**Problem to solve**:
Transcribe the records exactly from the line with "assert_eq!(a * b, Color::rgb(0.9, 0.2, 0.04));" to the end, both included.

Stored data
■ ■ ■ ■ ■
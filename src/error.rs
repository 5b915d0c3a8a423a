use std::io;

/// Errors surfaced by the render pipeline.
///
/// Numeric degeneracy in shading is deliberately absent: a NaN-producing
/// pixel is contained to that pixel (rendered black) rather than failing the
/// render. These variants cover conditions the render cannot proceed past.
#[derive(Debug, thiserror::Error)]
pub enum RenderError {
    #[error("chunk grid of {chunks} divisions does not evenly tile {width}x{height}")]
    InvalidChunkGrid {
        width: u32,
        height: u32,
        chunks: u32,
    },

    #[error("chunk count must be nonzero; call calc_optimal_chunks or set_num_chunks first")]
    NoChunks,

    #[error("object transform is singular and cannot be inverted")]
    SingularTransform,

    #[error("failed to spawn render thread: {0}")]
    Spawn(#[from] io::Error),

    #[error("display surface rejected a pixel block: {0}")]
    Present(String),

    #[error("render cancelled before completion")]
    Cancelled,

    #[error("scene description is invalid: {0}")]
    SceneDescription(String),
}

pub type RenderResult<T> = Result<T, RenderError>;
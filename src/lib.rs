pub mod vector;
pub mod matrix;
pub mod math;
pub mod ray;
pub mod object;
pub mod light;

pub mod camera;
pub mod scene;
pub mod renderer;

pub mod color;
pub mod canvas;
pub mod surface;

pub mod error;
pub mod consts;

const FEQ_EPSILON: f64 = 0.0001;
pub fn feq(left: f64, right: f64) -> bool {
    (left - right).abs() < FEQ_EPSILON
}
use crate::vector::Vector3;

/// The role a ray plays in the trace. Informational only; intersection tests
/// treat both kinds identically.
#[derive(Copy, Clone, Debug, PartialEq, Eq)]
pub enum RayKind {
    Camera,
    Shadow,
}

/// A parametric ray with a bounded valid range.
///
/// The `[t_min, t_max]` interval is the most important invariant in the
/// tracer: exactly one ray flows through every object test for a given
/// pixel, and the trace loop narrows `t_max` as nearer intersections are
/// found. After all objects are tested, `t_max` is the nearest hit distance.
///
/// The inverse direction and per-axis sign bits are computed once at
/// construction and reused by every slab test against this ray, keeping
/// reciprocals out of the per-object hot path.
#[derive(Copy, Clone, Debug)]
pub struct Ray {
    pub origin: Vector3,
    pub direction: Vector3,
    pub kind: RayKind,

    pub t_min: f64,
    pub t_max: f64,

    /// Componentwise reciprocal of `direction`.
    pub inv_direction: Vector3,

    /// Per-axis: 1 if the inverse direction component is negative, else 0.
    /// Indexes into a box's `[min, max]` bounds to pick the near plane
    /// without branching.
    pub sign: [usize; 3],
}

impl Ray {
    /// Creates a ray with the full `[0, +inf)` valid range.
    pub fn new(origin: Vector3, direction: Vector3, kind: RayKind) -> Ray {
        Ray::with_range(origin, direction, kind, 0.0, f64::INFINITY)
    }

    /// Creates a ray with an explicit valid range.
    pub fn with_range(origin: Vector3, direction: Vector3, kind: RayKind,
        t_min: f64, t_max: f64) -> Ray {
        let inv_direction = direction.recip();
        let sign = [
            (inv_direction.x < 0.0) as usize,
            (inv_direction.y < 0.0) as usize,
            (inv_direction.z < 0.0) as usize,
        ];

        Ray { origin, direction, kind, t_min, t_max, inv_direction, sign }
    }

    /// Evaluates the ray at parameter `t`.
    pub fn position(&self, t: f64) -> Vector3 {
        self.origin + (self.direction * t)
    }

    /// Narrows the valid range after a closer hit is found.
    ///
    /// `t_max` only ever decreases; attempts to widen the range are ignored.
    pub fn clamp_max(&mut self, t: f64) {
        if t < self.t_max {
            self.t_max = t;
        }
    }
}

/* Tests */

#[test]
fn ray_position() {
    let r = Ray::new(
        Vector3::new(2.0, 3.0, 4.0),
        Vector3::new(1.0, 0.0, 0.0),
        RayKind::Camera,
    );

    assert_eq!(r.position(0.0), Vector3::new(2.0, 3.0, 4.0));
    assert_eq!(r.position(1.0), Vector3::new(3.0, 3.0, 4.0));
    assert_eq!(r.position(-1.0), Vector3::new(1.0, 3.0, 4.0));
    assert_eq!(r.position(2.5), Vector3::new(4.5, 3.0, 4.0));
}

#[test]
fn ray_precomputes_inverse() {
    let r = Ray::new(
        Vector3::zero(),
        Vector3::new(2.0, -4.0, 0.5),
        RayKind::Camera,
    );

    assert_eq!(r.inv_direction, Vector3::new(0.5, -0.25, 2.0));
    assert_eq!(r.sign, [0, 1, 0]);
}

#[test]
fn ray_sign_for_axis_aligned_direction() {
    // A zero component becomes an infinite reciprocal, which is positive.
    let r = Ray::new(
        Vector3::zero(),
        Vector3::new(0.0, 0.0, -1.0),
        RayKind::Camera,
    );

    assert_eq!(r.sign, [0, 0, 1]);
}

#[test]
fn ray_clamp_max_narrows_only() {
    let mut r = Ray::new(
        Vector3::zero(),
        Vector3::new(0.0, 0.0, -1.0),
        RayKind::Camera,
    );

    r.clamp_max(7.5);
    assert_eq!(r.t_max, 7.5);

    r.clamp_max(10.0);
    assert_eq!(r.t_max, 7.5);
}

#[test]
fn ray_default_range() {
    let r = Ray::new(Vector3::zero(), Vector3::new(1.0, 0.0, 0.0),
        RayKind::Shadow);

    assert_eq!(r.t_min, 0.0);
    assert!(r.t_max.is_infinite());
}
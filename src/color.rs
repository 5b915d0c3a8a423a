use std::ops::{ Add, AddAssign, Mul };

use crate::feq;
use crate::vector::Vector4;

/// A linear RGB color.
///
/// Each channel conventionally ranges from 0.0 to 1.0 inclusive, though
/// intermediate lighting sums may exceed 1.0 before presentation. No gamma
/// correction is applied anywhere in the crate; values are linear light.
#[derive(Copy, Clone, Debug, Default, PartialOrd)]
pub struct Color {
    pub r: f64,
    pub g: f64,
    pub b: f64,
}

/// Partial equality on two colors.
///
/// `Color`s are compared component-wise, accounting for possible floating
/// point error in comparisons.
impl PartialEq for Color {
    fn eq(&self, other: &Color) -> bool {
        feq(self.r, other.r) &&
            feq(self.g, other.g) &&
            feq(self.b, other.b)
    }
}

impl Color {
    /// Creates a color with red, green and blue values.
    pub fn rgb(r: f64, g: f64, b: f64) -> Color {
        Color { r, g, b }
    }

    /// The color black.
    pub fn black() -> Color {
        Color { r: 0.0, g: 0.0, b: 0.0 }
    }

    /// The color white.
    pub fn white() -> Color {
        Color { r: 1.0, g: 1.0, b: 1.0 }
    }

    /// Whether any channel is NaN or infinite. Degenerate shading math is
    /// contained by replacing such colors with black before they reach the
    /// pixel buffer.
    pub fn is_degenerate(&self) -> bool {
        !self.r.is_finite() || !self.g.is_finite() || !self.b.is_finite()
    }
}

/// Conversion from a lighting coefficient vector to a `Color`.
///
/// Takes the x/y/z components as r/g/b; the w component (used for auxiliary
/// values like specular exponents) is discarded.
impl From<Vector4> for Color {
    fn from(v: Vector4) -> Color {
        Color { r: v.x, g: v.y, b: v.z }
    }
}

impl Add for Color {
    type Output = Self;

    fn add(self, other: Self) -> Self {
        Self {
            r: self.r + other.r,
            g: self.g + other.g,
            b: self.b + other.b,
        }
    }
}

impl AddAssign for Color {
    fn add_assign(&mut self, other: Self) {
        self.r += other.r;
        self.g += other.g;
        self.b += other.b;
    }
}

/// Componentwise multiplication of two colors (the Hadamard product).
impl Mul<Color> for Color {
    type Output = Self;

    fn mul(self, other: Color) -> Self {
        Self {
            r: self.r * other.r,
            g: self.g * other.g,
            b: self.b * other.b,
        }
    }
}

impl Mul<f64> for Color {
    type Output = Self;

    fn mul(self, other: f64) -> Self {
        Self {
            r: self.r * other,
            g: self.g * other,
            b: self.b * other,
        }
    }
}

/* Tests */

#[test]
fn add_colors() {
    let a = Color::rgb(0.9, 0.6, 0.75);
    let b = Color::rgb(0.7, 0.1, 0.25);

    assert_eq!(a + b, Color::rgb(1.6, 0.7, 1.0));
}

#[test]
fn accumulate_colors() {
    let mut c = Color::black();
    c += Color::rgb(0.25, 0.5, 0.75);
    c += Color::rgb(0.25, 0.0, 0.25);

    assert_eq!(c, Color::rgb(0.5, 0.5, 1.0));
}

#[test]
fn mul_colors() {
    let a = Color::rgb(1.0, 0.2, 0.4);
    let b = Color::rgb(0.9, 1.0, 0.1);

    assert_eq!(a * b, Color::rgb(0.9, 0.2, 0.04));
}

#[test]
fn mul_color_scalar() {
    let c = Color::rgb(0.2, 0.3, 0.4);

    assert_eq!(c * 2.0, Color::rgb(0.4, 0.6, 0.8));
}

#[test]
fn color_from_vector4_discards_w() {
    let v = Vector4::new(0.1, 0.2, 0.3, 64.0);

    assert_eq!(Color::from(v), Color::rgb(0.1, 0.2, 0.3));
}

#[test]
fn degenerate_color_detected() {
    let nan = Color::rgb(0.0, f64::NAN, 0.0);
    let inf = Color::rgb(f64::INFINITY, 0.0, 0.0);

    assert!(nan.is_degenerate());
    assert!(inf.is_degenerate());
    assert!(!Color::black().is_degenerate());
}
■ ■ ■ ■ ■
**Finished exercise**:
    assert_eq!(a * b, Color::rgb(0.9, 0.2, 0.04));
}

#[test]
fn mul_color_scalar() {
    let c = Color::rgb(0.2, 0.3, 0.4);

    assert_eq!(c * 2.0, Color::rgb(0.4, 0.6, 0.8));
}

#[test]
fn color_from_vector4_discards_w() {
    let v = Vector4::new(0.1, 0.2, 0.3, 64.0);

    assert_eq!(Color::from(v), Color::rgb(0.1, 0.2, 0.3));
}

#[test]
fn degenerate_color_detected() {
    let nan = Color::rgb(0.0, f64::NAN, 0.0);
    let inf = Color::rgb(f64::INFINITY, 0.0, 0.0);

    assert!(nan.is_degenerate());
    assert!(inf.is_degenerate());
    assert!(!Color::black().is_degenerate());
}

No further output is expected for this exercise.